• [Problem to solve]: Every entry needs to be duplicated exactly.

• [Listed records]:
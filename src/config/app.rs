//! Application configuration structures.

use std::path::{Path, PathBuf};
use std::time::Duration;

use serde::{Deserialize, Serialize};

use crate::distributor::DEFAULT_DISTRIBUTION_INTERVAL;
use crate::producer::{DEFAULT_MAX_INTERVAL, DEFAULT_MIN_INTERVAL};
use crate::scheduler::Schedule;
use crate::transmitter::TransmitterConfig;

use super::validation::{ConfigError, require_positive};

// =============================================================================
// Constants
// =============================================================================

/// Default spool directory, relative to the working directory.
pub const DEFAULT_SPOOL_DIR: &str = "spool";

// =============================================================================
// Spool Configuration
// =============================================================================

/// Spool configuration.
#[derive(Debug, Clone, PartialEq, Eq, Serialize, Deserialize)]
#[serde(default)]
pub struct SpoolConfig {
    /// Directory holding data files and lock markers (default: "spool").
    pub dir: PathBuf,
}

impl Default for SpoolConfig {
    fn default() -> Self {
        Self {
            dir: PathBuf::from(DEFAULT_SPOOL_DIR),
        }
    }
}

// =============================================================================
// Loop Configuration
// =============================================================================

/// Distributor configuration.
#[derive(Debug, Clone, PartialEq, Eq, Serialize, Deserialize)]
#[serde(default)]
pub struct DistributorConfig {
    /// Time between distribution cycles (default: 60s).
    #[serde(with = "humantime_serde")]
    pub interval: Duration,
}

impl Default for DistributorConfig {
    fn default() -> Self {
        Self {
            interval: DEFAULT_DISTRIBUTION_INTERVAL,
        }
    }
}

/// Producer configuration.
#[derive(Debug, Clone, PartialEq, Eq, Serialize, Deserialize)]
#[serde(default)]
pub struct ProducerConfig {
    /// Shortest delay between samples (default: 500ms).
    #[serde(with = "humantime_serde")]
    pub min_interval: Duration,

    /// Longest delay between samples (default: 15s).
    #[serde(with = "humantime_serde")]
    pub max_interval: Duration,
}

impl Default for ProducerConfig {
    fn default() -> Self {
        Self {
            min_interval: DEFAULT_MIN_INTERVAL,
            max_interval: DEFAULT_MAX_INTERVAL,
        }
    }
}

// =============================================================================
// Application Configuration
// =============================================================================

/// Top-level application configuration.
#[derive(Debug, Clone, Default, PartialEq, Eq, Serialize, Deserialize)]
#[serde(default)]
pub struct AppConfig {
    /// Spool configuration.
    pub spool: SpoolConfig,

    /// Remote collector the distributor delivers to.
    pub collector: TransmitterConfig,

    /// Distributor configuration.
    pub distributor: DistributorConfig,

    /// Producer configuration.
    pub producer: ProducerConfig,
}

impl AppConfig {
    /// Load configuration from a YAML file.
    ///
    /// # Errors
    /// Returns `ConfigError` if the file cannot be read, parsed, or validated.
    pub fn load(path: impl AsRef<Path>) -> Result<Self, ConfigError> {
        let content = std::fs::read_to_string(path.as_ref())?;
        let config: Self = serde_yaml::from_str(&content)?;
        config.validate()?;
        Ok(config)
    }

    /// Validate configuration values.
    ///
    /// # Errors
    /// Returns `ConfigError::ValidationError` if any field is invalid.
    pub fn validate(&self) -> Result<(), ConfigError> {
        if self.spool.dir.as_os_str().is_empty() {
            return Err(ConfigError::ValidationError(
                "spool dir must not be empty".to_string(),
            ));
        }

        if self.collector.host.trim().is_empty() {
            return Err(ConfigError::ValidationError(
                "collector host must not be empty".to_string(),
            ));
        }

        if self.collector.port == 0 {
            return Err(ConfigError::ValidationError(
                "collector port must be non-zero".to_string(),
            ));
        }

        if !self.collector.path.starts_with('/') {
            return Err(ConfigError::ValidationError(format!(
                "collector path must start with '/': '{}'",
                self.collector.path
            )));
        }

        if let Some(timeout) = self.collector.timeout {
            require_positive("collector timeout", timeout)?;
        }

        require_positive("distributor interval", self.distributor.interval)?;
        require_positive("producer min_interval", self.producer.min_interval)?;
        require_positive("producer max_interval", self.producer.max_interval)?;

        if self.producer.min_interval > self.producer.max_interval {
            return Err(ConfigError::ValidationError(format!(
                "producer min_interval ({:?}) exceeds max_interval ({:?})",
                self.producer.min_interval, self.producer.max_interval
            )));
        }

        Ok(())
    }

    /// Jittered schedule for the producer.
    pub fn producer_schedule(&self) -> Result<Schedule, ConfigError> {
        Schedule::jittered(self.producer.min_interval, self.producer.max_interval)
            .map_err(|e| ConfigError::ValidationError(e.to_string()))
    }

    /// Fixed schedule for the distributor.
    pub fn distributor_schedule(&self) -> Result<Schedule, ConfigError> {
        Schedule::interval(self.distributor.interval)
            .map_err(|e| ConfigError::ValidationError(e.to_string()))
    }
}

• [Written solution]:
filename src/config/app.rs
//! Application configuration structures.

use std::path::{Path, PathBuf};
use std::time::Duration;

use serde::{Deserialize, Serialize};

use crate::distributor::DEFAULT_DISTRIBUTION_INTERVAL;
use crate::producer::{DEFAULT_MAX_INTERVAL, DEFAULT_MIN_INTERVAL};
use crate::scheduler::Schedule;
use crate::transmitter::TransmitterConfig;

use super::validation::{ConfigError, require_positive};

// =============================================================================
// Constants
// =============================================================================

/// Default spool directory, relative to the working directory.
pub const DEFAULT_SPOOL_DIR: &str = "spool";

// =============================================================================
// Spool Configuration
// =============================================================================

/// Spool configuration.
#[derive(Debug, Clone, PartialEq, Eq, Serialize, Deserialize)]
#[serde(default)]
pub struct SpoolConfig {
    /// Directory holding data files and lock markers (default: "spool").
    pub dir: PathBuf,
}

impl Default for SpoolConfig {
    fn default() -> Self {
        Self {
            dir: PathBuf::from(DEFAULT_SPOOL_DIR),
        }
    }
}

// =============================================================================
// Loop Configuration
// =============================================================================

/// Distributor configuration.
#[derive(Debug, Clone, PartialEq, Eq, Serialize, Deserialize)]
#[serde(default)]
pub struct DistributorConfig {
    /// Time between distribution cycles (default: 60s).
    #[serde(with = "humantime_serde")]
    pub interval: Duration,
}

impl Default for DistributorConfig {
    fn default() -> Self {
        Self {
            interval: DEFAULT_DISTRIBUTION_INTERVAL,
        }
    }
}

/// Producer configuration.
#[derive(Debug, Clone, PartialEq, Eq, Serialize, Deserialize)]
#[serde(default)]
pub struct ProducerConfig {
    /// Shortest delay between samples (default: 500ms).
    #[serde(with = "humantime_serde")]
    pub min_interval: Duration,

    /// Longest delay between samples (default: 15s).
    #[serde(with = "humantime_serde")]
    pub max_interval: Duration,
}

impl Default for ProducerConfig {
    fn default() -> Self {
        Self {
            min_interval: DEFAULT_MIN_INTERVAL,
            max_interval: DEFAULT_MAX_INTERVAL,
        }
    }
}

// =============================================================================
// Application Configuration
// =============================================================================

/// Top-level application configuration.
#[derive(Debug, Clone, Default, PartialEq, Eq, Serialize, Deserialize)]
#[serde(default)]
pub struct AppConfig {
    /// Spool configuration.
    pub spool: SpoolConfig,

    /// Remote collector the distributor delivers to.
    pub collector: TransmitterConfig,

    /// Distributor configuration.
    pub distributor: DistributorConfig,

    /// Producer configuration.
    pub producer: ProducerConfig,
}

impl AppConfig {
    /// Load configuration from a YAML file.
    ///
    /// # Errors
    /// Returns `ConfigError` if the file cannot be read, parsed, or validated.
    pub fn load(path: impl AsRef<Path>) -> Result<Self, ConfigError> {
        let content = std::fs::read_to_string(path.as_ref())?;
        let config: Self = serde_yaml::from_str(&content)?;
        config.validate()?;
        Ok(config)
    }

    /// Validate configuration values.
    ///
    /// # Errors
    /// Returns `ConfigError::ValidationError` if any field is invalid.
    pub fn validate(&self) -> Result<(), ConfigError> {
        if self.spool.dir.as_os_str().is_empty() {
            return Err(ConfigError::ValidationError(
                "spool dir must not be empty".to_string(),
            ));
        }

        if self.collector.host.trim().is_empty() {
            return Err(ConfigError::ValidationError(
                "collector host must not be empty".to_string(),
            ));
        }

        if self.collector.port == 0 {
            return Err(ConfigError::ValidationError(
                "collector port must be non-zero".to_string(),
            ));
        }

        if !self.collector.path.starts_with('/') {
            return Err(ConfigError::ValidationError(format!(
                "collector path must start with '/': '{}'",
                self.collector.path
            )));
        }

        if let Some(timeout) = self.collector.timeout {
            require_positive("collector timeout", timeout)?;
        }

        require_positive("distributor interval", self.distributor.interval)?;
        require_positive("producer min_interval", self.producer.min_interval)?;
        require_positive("producer max_interval", self.producer.max_interval)?;

        if self.producer.min_interval > self.producer.max_interval {
            return Err(ConfigError::ValidationError(format!(
                "producer min_interval ({:?}) exceeds max_interval ({:?})",
                self.producer.min_interval, self.producer.max_interval
            )));
        }

        Ok(())
    }

    /// Jittered schedule for the producer.
    pub fn producer_schedule(&self) -> Result<Schedule, ConfigError> {
        Schedule::jittered(self.producer.min_interval, self.producer.max_interval)
            .map_err(|e| ConfigError::ValidationError(e.to_string()))
    }

    /// Fixed schedule for the distributor.
    pub fn distributor_schedule(&self) -> Result<Schedule, ConfigError> {
        Schedule::interval(self.distributor.interval)
            .map_err(|e| ConfigError::ValidationError(e.to_string()))
    }
}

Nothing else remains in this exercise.